Proteins exist in every living cell and serve a huge variety of purposes. They are involved in almost every process in the cell, from forming structural components to catalyzing reactions to cell signalling and interactions. Proteins are made of amino acids, which each have their own size, charge and hydrophobicity properties. These wide range of properties allow cells to build proteins with a wide range of functions, binding capabilities and reactivities. Because of this flexibility, proteins can be built that function in many ways
The amino acids that form proteins have a wide range of properties that determine the folding pattern for the larger structure. They generally fall into 4 categories:
Charged (Hydrophilic) – These amino acids feature a positive or negative charge that makes them important for the exterior of proteins that interact with water. They are also critical in salt bridges, which can provide some stability to protein structure and interactions.
Hydrophobic – These nonpolar amino acids drive the protein to fold in such a way as to remove these amino acids from the interior of a protein.
Polar – These residues are often involved in interactions with water and other proteins. They are also important in hydrogen bonding, which is critical for stabilizing key secondary structures.
Proteins, in general, can be categorized into a fairly small subset of major folds. These folds are composed of a handful of general protein secondary structures, which are listed below. The function of proteins are directly related to their folding and structure. The first major structural motif is helices. The most common type of helix is the alpha helix, which consists of a right-handed coil of protein in which the N=O group of a particular amino acid forms a hydrogen bond with the carboxyl group of the amino acid four residues earlier. This stabilities the structure of these helices. Helices often pack together in bundles or fold against beta sheets.
The second structural motif is the beta sheet. Beta sheets are composed of beta strands, where the amino acid strands are fully extended, exposing hydrogen bonding partners to other beta strands. These strands line up in either parallel or anti-parallel conformations to form these sheets.

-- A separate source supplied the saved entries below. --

//
// Copyright (c) 2023 ZettaScale Technology
//
// This program and the accompanying materials are made available under the
// terms of the Eclipse Public License 2.0 which is available at
// http://www.eclipse.org/legal/epl-2.0, or the Apache License, Version 2.0
// which is available at https://www.apache.org/licenses/LICENSE-2.0.
//
// SPDX-License-Identifier: EPL-2.0 OR Apache-2.0
//
// Contributors:
//   ZettaScale Zenoh Team, <zenoh@zettascale.tech>
//

//! Selectors, as used to issue queries.
use std::{convert::TryFrom, fmt, str::FromStr};

use keyspace_config::SelectorConfig;
use keyspace_result::{zerror, Error, ZResult};

use super::{key_expr::KeyExpr, parameters::Parameters};

/// A selector is the combination of a [Key Expression](crate::key_expr::KeyExpr), which defines the
/// set of keys that are relevant to an operation, and a set of [`Parameters`]
/// with a few intended uses:
/// - specifying arguments to a queryable, allowing the passing of Remote Procedure Call parameters
/// - filtering by value,
/// - filtering by metadata, such as the timestamp of a value.
///
/// When in string form, selectors look a lot like a URI, with similar semantics:
/// - the `key_expr` before the first `?` must be a valid key expression (it is canonized first
///   unless [`SelectorConfig::autocanonize`] is disabled),
/// - the `parameters` after the first `?` follow the [parameters format](crate::parameters),
///   duplicate names being rejected by default.
///
/// ```
/// use std::convert::TryFrom;
/// use keyspace::selector::Selector;
///
/// let selector = Selector::try_from("a/b/c?arg1=val1").unwrap();
/// assert_eq!(selector.key_expr().as_str(), "a/b/c");
/// assert_eq!(selector.parameters().as_str(), "arg1=val1");
/// assert_eq!(selector.to_string(), "a/b/c?arg1=val1");
/// ```
#[derive(Clone, PartialEq, Eq)]
pub struct Selector<'a> {
    key_expr: KeyExpr<'a>,
    parameters: Parameters<'a>,
}

/// The error returned when building a [`Selector`] from an empty string.
#[derive(Debug, Clone, Copy, PartialEq, Eq)]
pub struct EmptySelector;

impl EmptySelector {
    pub const ERRNO: i8 = -11;
}

impl fmt::Display for EmptySelector {
    fn fmt(&self, f: &mut fmt::Formatter<'_>) -> fmt::Result {
        f.write_str("Empty selector")
    }
}

impl std::error::Error for EmptySelector {}

fn split_once(s: &str) -> (&str, &str) {
    match s.find('?') {
        Some(qmark_pos) => (&s[..qmark_pos], &s[qmark_pos + 1..]),
        None => (s, ""),
    }
}

fn parse_key_expr<'a>(raw: &'a str, config: &SelectorConfig) -> ZResult<KeyExpr<'a>> {
    match KeyExpr::try_from(raw) {
        Ok(key_expr) => Ok(key_expr),
        Err(_) if config.autocanonize() => KeyExpr::autocanonize(raw),
        Err(e) => Err(e),
    }
}

impl<'a> Selector<'a> {
    /// Parses `raw` as `key_expr?parameters`, following `config`.
    pub fn try_from_with(raw: &'a str, config: &SelectorConfig) -> ZResult<Self> {
        if raw.is_empty() {
            tracing::debug!("Rejecting empty selector");
            return Err(zerror!((EmptySelector::ERRNO) EmptySelector).into());
        }
        let (key_expr, parameters) = split_once(raw);
        let selector = parse_key_expr(key_expr, config).and_then(|key_expr| {
            Ok(Selector {
                key_expr,
                parameters: Parameters::try_from_with(parameters, config.parameters())?,
            })
        });
        if let Err(e) = &selector {
            tracing::debug!("Rejecting selector `{raw}`: {e}");
        }
        selector
    }

    /// Same as [`Selector::try_from_with`], producing a selector that owns its data.
    pub fn try_from_string_with(raw: String, config: &SelectorConfig) -> ZResult<Selector<'static>> {
        Selector::try_from_with(&raw, config).map(Selector::into_owned)
    }

    /// The key expression part of this selector.
    pub fn key_expr(&self) -> &KeyExpr<'a> {
        &self.key_expr
    }

    /// The parameters part of this selector.
    pub fn parameters(&self) -> &Parameters<'a> {
        &self.parameters
    }

    pub fn parameters_mut(&mut self) -> &mut Parameters<'a> {
        &mut self.parameters
    }

    /// Splits this selector into its key expression and its parameters.
    pub fn split(self) -> (KeyExpr<'a>, Parameters<'a>) {
        (self.key_expr, self.parameters)
    }

    /// Ensures `self` owns all of its data.
    pub fn into_owned(self) -> Selector<'static> {
        Selector {
            key_expr: self.key_expr.into_owned(),
            parameters: self.parameters.into_owned(),
        }
    }
}

impl<'a> TryFrom<&'a str> for Selector<'a> {
    type Error = Error;
    fn try_from(s: &'a str) -> Result<Self, Self::Error> {
        Selector::try_from_with(s, &SelectorConfig::default())
    }
}

impl<'a> TryFrom<&'a String> for Selector<'a> {
    type Error = Error;
    fn try_from(s: &'a String) -> Result<Self, Self::Error> {
        Selector::try_from(s.as_str())
    }
}

impl TryFrom<String> for Selector<'static> {
    type Error = Error;
    fn try_from(s: String) -> Result<Self, Self::Error> {
        Selector::try_from_string_with(s, &SelectorConfig::default())
    }
}

impl FromStr for Selector<'static> {
    type Err = Error;
    fn from_str(s: &str) -> Result<Self, Self::Err> {
        Selector::try_from(s).map(Selector::into_owned)
    }
}

impl<'a> From<KeyExpr<'a>> for Selector<'a> {
    fn from(key_expr: KeyExpr<'a>) -> Self {
        Selector {
            key_expr,
            parameters: Parameters::empty(),
        }
    }
}

impl<'a> From<(KeyExpr<'a>, Parameters<'a>)> for Selector<'a> {
    fn from((key_expr, parameters): (KeyExpr<'a>, Parameters<'a>)) -> Self {
        Selector {
            key_expr,
            parameters,
        }
    }
}

impl<'a> From<Selector<'a>> for (KeyExpr<'a>, Parameters<'a>) {
    fn from(selector: Selector<'a>) -> Self {
        selector.split()
    }
}

impl fmt::Debug for Selector<'_> {
    fn fmt(&self, f: &mut fmt::Formatter) -> fmt::Result {
        write!(f, "sel\"{self}\"")
    }
}

impl fmt::Display for Selector<'_> {
    fn fmt(&self, f: &mut fmt::Formatter) -> fmt::Result {
        write!(f, "{}", self.key_expr)?;
        if !self.parameters.is_empty() {
            write!(f, "?{}", self.parameters)?;
        }
        Ok(())
    }
}

#[test]
fn selector_accessors() {
    for s in [
        "hello/there?_timetrick",
        "hello/there?_timetrick;_time",
        "hello/there?_timetrick;_time;_filter",
        "hello/there?_timetrick;_time=[..]",
        "hello/there?_timetrick;_time=[..];_filter",
    ] {
        let selector = Selector::try_from(s).unwrap();
        assert_eq!(selector.to_string(), s);
        let (key_expr, mut parameters) = selector.split();
        assert_eq!(key_expr.as_str(), "hello/there");
        assert_eq!(parameters.get("_timetrick").unwrap(), "");

        let time_range = "[now(-2s)..now(2s)]";
        parameters.insert("_time", time_range).unwrap();
        assert_eq!(parameters.get("_time").unwrap(), time_range);

        parameters.insert("_filter", "").unwrap();
        assert_eq!(parameters.get("_filter").unwrap(), "");

        let rebuilt = Selector::from((key_expr, parameters));
        assert!(rebuilt.to_string().starts_with("hello/there?_timetrick;"));
    }
}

Lastly is random coil. While often ordered in some way, the random coil does not fit neatly into other secondary structure motifs. The loops on the ends of helices, for instance, form random coil as they weave their way into the next helix.
Below is a general list of all the different functions of proteins in cells.

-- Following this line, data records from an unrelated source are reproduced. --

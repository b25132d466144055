//! Sentinel mapping for hosts that must never see an error.
//!
//! Editor features prefer a missing completion over a failed request. The
//! indexer returns [`IndexResult`] everywhere; a host that wants the old
//! "null on any failure" behavior calls [`Degrade::degrade`] or
//! [`Degrade::degrade_or_default`] at the boundary.

use crate::errors::IndexResult;
use log::debug;

/// Collapse an [`IndexResult`] into a sentinel, logging what was discarded.
pub trait Degrade<T> {
    /// `Some(value)` on success, `None` on any failure.
    fn degrade(self) -> Option<T>;

    /// The value on success, `T::default()` (an empty sequence) on any failure.
    fn degrade_or_default(self) -> T
    where
        T: Default;
}

impl<T> Degrade<T> for IndexResult<T> {
    fn degrade(self) -> Option<T> {
        match self {
            Ok(value) => Some(value),
            Err(e) => {
                debug!("Discarding indexer error: {e}");
                None
            }
        }
    }

    fn degrade_or_default(self) -> T
    where
        T: Default,
    {
        self.degrade().unwrap_or_default()
    }
}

1) Reaction catalysis. Enzymes are proteins that are instrumental in controlling the rates of chemical reactions in the cell. Without this control, reactions would occur spontaneously and without limit, eating up vital ene
rgy and destroying the organism. Enzymes are generally specific to just one or a few reactions in larger pathways and have very tight control. Many have allosteric or feedback regulators that control the enzyme’s activity based on cell conditions.
2) Cell signalling. A number of proteins exist to function as cell signalling components. Many of these are embedded into the membrane of the cell to allow for cell-cell signalling. They also may function as ligand binders, like antibodies. These proteins interact with a ligand, then in turn cause some form of signalling cascade that allows the cell to make a response to that exterior signal.
3) Transport within the cell. Connected to cell signalling is the role of proteins in small molecule transport. There are a number of proteins that exist to bind to molecules and move them from area of the cell to another or for export out of the cell. A whole class of proteins exist that move ions in and out of the cell through pores and ion transporters.
4) Structural support and movement. Many proteins are involved in protein structure, including cytoskeleton proteins like actin and tubulin. Some proteins are involved in cell motility, like myosin, which allows the cell to contract and stretch to move and expand. This is critical for cell replication, when the cell has to divide evenly so that daughter cells are fully functional. It is also important for muscle contractions in higher level organisms, where muscle cells must contract and expand to allow for whole organism movement. Other proteins are used by cells to form extracellular connective or structural tissue, such as collagen, elastin and keratin which forms ligaments, cartilage, and other connective and filamentous structures.